Fachkräftemangel in der Altenpflege

Aktuell liegen in allen Bundesländern in den Gesundheits- und Pflegeberufen deutliche Fachkräfteengpässe vor. Insbesondere die Berufe in der Altenpflege gehören in Deutschland zu den Mangelberufen, die die höchsten Vakanzzeiten aufweisen. Vor diesem Hintergrund führte, angeregt durch die Fachkräfteinitiative Schleswig-Holstein, das Kompetenzzentrum für Fachkräftesicherung und Weiterbildung 2017/18 eine Befragung sowohl der Leitungen der Altenpflegeeinrichtungen als auch der Mitarbeitenden in der Altenpflege in Schleswig-Holstein durch. Ziel dieser beiden Befragungen war es herauszuarbeiten, welche Aspekte den Fachkräftemangel in den Einrichtungen verursachen oder verstärken.
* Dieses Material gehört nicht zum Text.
#[cfg(test)]
mod tests {
    use super::*;

    fn pos_store() -> DictionaryStore {
        let mut store = DictionaryStore::new(StoreConfig::default());
        store
            .init([
                PropertyDef::new("pos", PropType::Short),
                PropertyDef::new("reading", PropType::String),
            ])
            .unwrap();
        store
    }

    #[test]
    fn test_send_sync() {
        fn assert_send_sync<T: Send + Sync>() {}
        assert_send_sync::<DictionaryStore>();
    }

    #[test]
    fn test_insert_validation() {
        let mut store = DictionaryStore::new(StoreConfig::default().max_positions(2));
        assert!(matches!(
            store.insert("", 1, &[]),
            Err(LexiconError::Validation(_))
        ));
        assert!(matches!(
            store.insert("a\0b", 1, &[]),
            Err(LexiconError::Validation(_))
        ));
        assert!(matches!(
            store.insert("a", -1, &[]),
            Err(LexiconError::Validation(_))
        ));
        assert!(matches!(
            store.insert("a", 1, &[1, 2, 3]),
            Err(LexiconError::Validation(_))
        ));
        assert!(store.is_empty());
        store.insert("a", 0, &[1, 2]).unwrap();
        assert_eq!(store.len(), 1);
    }

    /// トライの終端記号と衝突する見出し語を拒否することを確認
    #[test]
    fn test_insert_rejects_trie_terminator() {
        let mut store = pos_store();
        store.insert("a", 1, &[]).unwrap();
        assert!(matches!(
            store.insert("a\u{FFFF}", 1, &[]),
            Err(LexiconError::Validation(_))
        ));
        assert!(matches!(
            store.import_csv("b,1\n\u{FFFF},2\n".as_bytes()),
            Err(LexiconError::Validation(_))
        ));
        store.insert("\u{10FFFF}", 1, &[]).unwrap();
        store.insert("\u{FFFE}", 1, &[]).unwrap();
        assert_eq!(store.len(), 3);

        store.build().unwrap();
        let loaded = DictionaryStore::read(store.to_bytes().unwrap().as_slice()).unwrap();
        assert!(loaded.contains("\u{10FFFF}"));
        assert!(loaded.contains("\u{FFFE}"));
        assert!(!loaded.contains("b"));
    }

    #[test]
    fn test_insert_without_init() {
        let mut store = DictionaryStore::new(StoreConfig::default());
        store.insert("a", 1, &[]).unwrap();
        assert!(store.properties("a").unwrap().is_empty());
        assert!(matches!(
            store.set_prop("a", "pos", &[0, 0]),
            Err(LexiconError::Schema(_))
        ));
        assert!(matches!(store.build(), Err(LexiconError::Schema(_))));
    }

    #[test]
    fn test_staged_reads() {
        let mut store = pos_store();
        let id = store.insert("東京", 5, &[1, 2]).unwrap();
        store.set_prop("東京", "reading", "とうきょう".as_bytes()).unwrap();

        let lemma = store.lemma("東京").unwrap();
        assert_eq!(lemma.id, id);
        assert_eq!(lemma.frequency, 5);
        assert_eq!(lemma.positions, &[1, 2]);
        assert_eq!(store.get_string("東京", "reading").unwrap(), "とうきょう");
        assert!(matches!(
            store.get_prop("東京", "pos"),
            Err(LexiconError::NotFound(_))
        ));
        assert!(matches!(
            store.get_prop("東京", "missing"),
            Err(LexiconError::Schema(_))
        ));
        assert!(matches!(
            store.get_prop("大阪", "missing"),
            Err(LexiconError::NotFound(_))
        ));
    }

    #[test]
    fn test_set_prop_value_type_check() {
        let mut store = pos_store();
        store.insert("a", 1, &[]).unwrap();
        assert!(matches!(
            store.set_prop_value("a", "pos", PropertyValue::int(1)),
            Err(LexiconError::Schema(_))
        ));
        store
            .set_prop_value("a", "pos", PropertyValue::short(-7))
            .unwrap();
        assert_eq!(store.get_short("a", "pos").unwrap(), -7);
        assert!(matches!(
            store.get_int("a", "pos"),
            Err(LexiconError::Schema(_))
        ));
    }

    #[test]
    fn test_set_prop_short_data() {
        let mut store = pos_store();
        store.insert("a", 1, &[]).unwrap();
        assert!(matches!(
            store.set_prop("a", "pos", &[1]),
            Err(LexiconError::Validation(_))
        ));
        assert!(matches!(
            store.get_prop("a", "pos"),
            Err(LexiconError::NotFound(_))
        ));
    }

    #[test]
    fn test_init_discards_lemmas() {
        let mut store = pos_store();
        store.insert("a", 1, &[]).unwrap();
        store.set_prop("a", "pos", &[1, 0]).unwrap();
        store.build().unwrap();
        store
            .init([PropertyDef::new("pos", PropType::Short)])
            .unwrap();
        assert!(store.is_empty());
        assert!(!store.contains("a"));
        assert!(matches!(
            store.get_prop("a", "pos"),
            Err(LexiconError::NotFound(_))
        ));
        assert!(matches!(
            store.properties("a"),
            Err(LexiconError::NotFound(_))
        ));
        assert!(matches!(store.lemma("a"), Err(LexiconError::NotFound(_))));
        assert!(matches!(store.to_bytes(), Err(LexiconError::InvalidState(_))));
    }

    #[test]
    fn test_failed_init_keeps_state() {
        let mut store = pos_store();
        store.insert("a", 1, &[]).unwrap();
        assert!(matches!(
            store.init(Vec::<PropertyDef>::new()),
            Err(LexiconError::Schema(_))
        ));
        assert!(store.contains("a"));
        assert_eq!(store.schema().unwrap().len(), 2);
    }

    #[test]
    fn test_save_requires_fresh_build() {
        let mut store = pos_store();
        store.insert("a", 1, &[]).unwrap();
        assert!(matches!(store.to_bytes(), Err(LexiconError::InvalidState(_))));
        store.build().unwrap();
        store.to_bytes().unwrap();
        store.insert("b", 1, &[]).unwrap();
        assert!(matches!(store.to_bytes(), Err(LexiconError::InvalidState(_))));
    }

    #[test]
    fn test_common_prefix_search_ids() {
        let mut store = pos_store();
        let b = store.insert("東京都", 1, &[]).unwrap();
        let a = store.insert("東京", 1, &[]).unwrap();
        assert!(matches!(
            store.common_prefix_search(&['東']),
            Err(LexiconError::InvalidState(_))
        ));
        store.build().unwrap();
        let input: Vec<char> = "東京都庁".chars().collect();
        assert_eq!(
            store.common_prefix_search(&input).unwrap(),
            vec![(a, 2), (b, 3)]
        );
    }

    #[test]
    fn test_import_csv() {
        let mut store = pos_store();
        let n = store
            .import_csv("apple,100,1 2\nbanana,3\n,9\n".as_bytes())
            .unwrap();
        assert_eq!(n, 2);
        assert_eq!(store.lemma("apple").unwrap().positions, &[1, 2]);
        assert_eq!(store.lemma("banana").unwrap().frequency, 3);
    }

    #[test]
    fn test_import_csv_is_all_or_nothing() {
        let mut store = pos_store();
        let result = store.import_csv("apple,100\nbanana,-3\n".as_bytes());
        assert!(matches!(result, Err(LexiconError::Validation(_))));
        let result = store.import_csv("apple,100\nbanana\n".as_bytes());
        assert!(matches!(result, Err(LexiconError::InvalidFormat(_))));
        assert!(store.is_empty());
    }
}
Befragung der Einrichtungsleitungen

Bei der Befragung der Einrichtungsleitungen lag der Fokus auf der Identifizierung der Faktoren, die Einrichtungen ohne Fachkräftemangel von denen mit unterscheiden. Dabei gaben 69 Prozent der 249 befragten Führungskräfte an, dass ihre Einrichtung derzeit von einem Fachkräftemangel betroffen sei. Dieser führe laut 28 Prozent der Befragten dazu, dass die Einrichtung teilweise nur eingeschränkt geführt werden könne und 9 Prozent der Befragten gaben an, dass der Betrieb sogar dauerhaft eingeschränkt sei.

Welche Faktoren wirken sich positiv auf die Fachkräftesicherung aus?

  • strategische Personalentwicklung
  • eigene Ausbildung
  • hohes Maß an Engagement Ehrenamtlicher in der Einrichtung
  • hohe Zufriedenheit mit der Einarbeitung neuer Kräfte
  • hohe Zufriedenheit mit dem Austausch zwischen Leitungsebene und Mitarbeitenden

Welche Faktoren wirken sich negativ auf die Fachkräftesituation aus?

  • schlechte Erreichbarkeit der Einrichtung mit öffentlichen Verkehrsmitteln
  • hohes Ausmaß an Problemen, die aufgrund von Dienstplanänderungen entstehen
  • ambulante Einrichtungen sind stärker vom Fachkräftemangel betroffen als teilstationäre oder stationäre Einrichtungen

Befragung der Mitarbeitenden

Bei der Befragung der Mitarbeitenden lag der Fokus auf der Identifizierung von Faktoren, die einen zufriedenen von einem unzufriedenen Mitarbeiter unterscheiden. In der Umfrage zeigte sich, dass die Bereitschaft der Mitarbeitenden, auch in Zukunft in ihrer derzeitigen Einrichtung zu arbeiten, stark von der Zufriedenheit mit den Arbeitsbedingungen abhängt: 38 Prozent der 706 befragten Mitarbeitenden gaben an, sich nicht vorstellen zu können, in den nächsten drei Jahren noch im gleichen Beruf in derselben Einrichtung zu arbeiten. Aus dieser Gruppe gaben darüber hinaus 50 Prozent an, ganz aus dem Pflegeberuf ausscheiden zu wollen.

Welche Faktoren wirken sich negativ auf die Zufriedenheit der Mitarbeitenden aus?

  • Einsatz von Leiharbeit
  • hohe Mitarbeiterfluktuation bzw. -mangel und die daraus entstehenden Überforderungssituationen

Welche Faktoren wirken sich positiv auf die Zufriedenheit der Mitarbeitenden aus?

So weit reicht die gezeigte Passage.